Social barriers to discharge require patient and ECP engagement as early as possible to determine caregiver main concerns and involvement, availability of necessary community supports, and assessment of home environment. This is especially important for patients with CFS score of 6 or greater. 

Home First

Home First is more than a philosophy; it’s a commitment to ensuring that individuals receive the care they need in the comfort of a place they call home whenever possible. By focusing on timely discharges from hospital and connecting patients with the appropriate resources, Home First supports recovery, independence, and quality of life outside the hospital.

It’s not just about returning home – it’s about staying home with the right supports in place.

Dignity of Risk

Dignity of risk is the right to live life in a way someone chooses, even with risk. It recognizes that daily life is uncertain and that taking normal risks can lead to positive outcomes in quality of life, health and well-being. 

It can be more helpful to risk mitigate with patients and their essential care partners, rather than believe all risks can (or should) be eliminated.

Early Discharge

Early discharges help free up inpatient beds sooner, easing emergency department congestion and improving hospital flow allowing patients to access community services, transportation, and follow-up care during regular hours, which can lead to better continuity of care.

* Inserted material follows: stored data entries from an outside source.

//! ESP32 time adapter.
//!
//! Monotonic time for the control loop's elapsed-time bookkeeping.
//!
//! - **`target_os = "espidf"`** — wraps `esp_timer_get_time()` from the
//!   ESP-IDF high-resolution timer (microsecond precision, monotonic).
//! - **`not(target_os = "espidf")`** — uses `std::time::Instant` for
//!   host-side testing and simulation.

pub struct Esp32TimeAdapter {
    #[cfg(not(target_os = "espidf"))]
    start: std::time::Instant,
    last_ms: u64,
}

impl Default for Esp32TimeAdapter {
    fn default() -> Self {
        Self::new()
    }
}

impl Esp32TimeAdapter {
    pub fn new() -> Self {
        Self {
            #[cfg(not(target_os = "espidf"))]
            start: std::time::Instant::now(),
            last_ms: 0,
        }
    }

    /// Microseconds since boot (monotonic).
    #[cfg(target_os = "espidf")]
    pub fn uptime_us(&self) -> u64 {
        // SAFETY: esp_timer_get_time reads the monotonic RTC counter.
        (unsafe { esp_idf_svc::sys::esp_timer_get_time() }) as u64
    }

    /// Microseconds since boot (monotonic).
    #[cfg(not(target_os = "espidf"))]
    pub fn uptime_us(&self) -> u64 {
        self.start.elapsed().as_micros() as u64
    }

    pub fn uptime_ms(&self) -> u64 {
        self.uptime_us() / 1_000
    }

    /// Milliseconds since the previous call (since construction on the
    /// first call), saturated to `u32`.
    pub fn elapsed_ms(&mut self) -> u32 {
        let now = self.uptime_ms();
        let delta = now.saturating_sub(self.last_ms);
        self.last_ms = now;
        u32::try_from(delta).unwrap_or(u32::MAX)
    }
}
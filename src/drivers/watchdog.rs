//! Task Watchdog Timer (TWDT) driver.
//!
//! Wraps the ESP-IDF TWDT API to reset the node if the control loop
//! stalls for longer than [`WATCHDOG_TIMEOUT_MS`].  A temperature read
//! blocks the loop for most of a second, so the timeout leaves room for
//! several of them back to back.
//!
//! The control loop must call `feed()` on every iteration.

#[cfg(target_os = "espidf")]
use esp_idf_svc::sys::*;

#[cfg(target_os = "espidf")]
use log::info;

pub const WATCHDOG_TIMEOUT_MS: u32 = 10_000;

pub struct Watchdog {
    #[cfg(target_os = "espidf")]
    subscribed: bool,
    feeds: u32,
}

impl Default for Watchdog {
    fn default() -> Self {
        Self::new()
    }
}

impl Watchdog {
    /// Initialise and subscribe the current task to the TWDT.
    pub fn new() -> Self {
        #[cfg(target_os = "espidf")]
        {
            unsafe {
                let cfg = esp_task_wdt_config_t {
                    timeout_ms: WATCHDOG_TIMEOUT_MS,
                    idle_core_mask: 0,
                    trigger_panic: true,
                };
                let ret = esp_task_wdt_reconfigure(&cfg);
                if ret != ESP_OK {
                    log::warn!(
                        "TWDT reconfigure returned {} (may already be configured)",
                        ret
                    );
                }

                let ret = esp_task_wdt_add(core::ptr::null_mut());
                let subscribed = ret == ESP_OK;
                if subscribed {
                    info!("Watchdog: subscribed ({} ms timeout, panic on trigger)", WATCHDOG_TIMEOUT_MS);
                } else {
                    log::warn!("Watchdog: failed to subscribe ({})", ret);
                }

                Self { subscribed, feeds: 0 }
            }
        }

        #[cfg(not(target_os = "espidf"))]
        {
            log::info!("Watchdog(sim): no-op");
            Self { feeds: 0 }
        }
    }

    /// Feed the watchdog.
    pub fn feed(&mut self) {
        self.feeds = self.feeds.wrapping_add(1);
        #[cfg(target_os = "espidf")]
        {
            if self.subscribed {
                unsafe {
                    esp_task_wdt_reset();
                }
            }
        }
    }

    /// Number of feeds since boot (wrapping).
    pub fn feeds(&self) -> u32 {
        self.feeds
    }
}

#[cfg(test)]
mod tests {
    use super::*;

    #[test]
    fn sim_watchdog_counts_feeds() {
        let mut wd = Watchdog::new();
        wd.feed();
        wd.feed();
        assert_eq!(wd.feeds(), 2);
    }
}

  • Patients should be discharged from inpatient units before 11 a.m. whenever possible to create flow capacity.
  • Regularly achieving discharges before 11 a.m. plays a key role in supporting this process.
  • Additionally, discharging patients earlier in the day supports staff efficiency by balancing workloads and allowing more time to focus on new admissions and clinical priorities.

Overall, prioritizing timely discharge fosters proactive care coordination, reduces unnecessary delays, and contributes to a more effective and patient-centered healthcare system.